An elimination diet requires removing all foods that are common allergens or irritants and promises dramatic results. Are you up for it?

There is a reason the elimination diet is also known as the challenge diet. It's a mental and physical challenge to remove foods you may comfortable with eating, even adore, to see how their absence impacts your body. While you may have noticed you have a stomach ache or feel groggy after having that delicious bowl of pasta, are you ready to give it up? Maybe forever?
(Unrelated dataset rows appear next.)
pub mod financial;

use std::str::FromStr;
use std::sync::LazyLock;

use regex::Regex;
use rust_decimal::{Decimal, RoundingStrategy};

pub use financial::{price_combined, price_location, CombinedPricing, LocationPricing, PricingPolicy};

static AMOUNT: LazyLock<Regex> = LazyLock::new(|| {
    Regex::new(r"-?\d[\d,]*(?:\.\d+)?").expect("amount pattern compiles")
});

/// Parses free-text money such as `AED 50,000`, `50000` or `50,000.50`.
pub fn parse_amount(text: &str) -> Option<Decimal> {
    let matched = AMOUNT.find(text)?;
    let digits: String = matched.as_str().chars().filter(|ch| *ch != ',').collect();
    Decimal::from_str(&digits).ok()
}

/// Formats as `<CUR> 12,345.00`.
pub fn format_amount(currency: &str, amount: Decimal) -> String {
    let rounded = amount.round_dp_with_strategy(2, RoundingStrategy::MidpointAwayFromZero);
    let negative = rounded.is_sign_negative() && !rounded.is_zero();
    let text = format!("{:.2}", rounded.abs());
    let (whole, fraction) = text.split_once('.').unwrap_or((text.as_str(), "00"));

    let mut grouped = String::with_capacity(whole.len() + whole.len() / 3);
    for (position, digit) in whole.chars().enumerate() {
        if position > 0 && (whole.len() - position) % 3 == 0 {
            grouped.push(',');
        }
        grouped.push(digit);
    }

    let sign = if negative { "-" } else { "" };
    format!("{currency} {sign}{grouped}.{fraction}")
}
The proponents of this diet claim it helps you repair yourself, improving digestive and overall health. You may also shed some major pounds. The opponents say it's too extreme. So, what is required to complete this diet and can you live by it long term?

Reasons to Try It
The purpose of this diet is typically to determine if you suffer from any specific food allergies, so you can make permanent lifestyle changes. It involves eliminating foods known to cause allergic reactions and replacing them with foods known to be less irritating, over the course of several weeks. During this time, it's important to keep track of any symptoms, good or bad. The next step is to begin slowly adding the foods back in to check for a reaction -- typically one food group everything three days after a week or two of cleansing. This will help you realize which foods your body can't handle.

Symptoms of a sensitivity or allergic reaction include stomach pain, constipation, diarrhea, rash, nausea and gas or bloating. All are signs your body is taxed for some reason and the digestive system is reacting.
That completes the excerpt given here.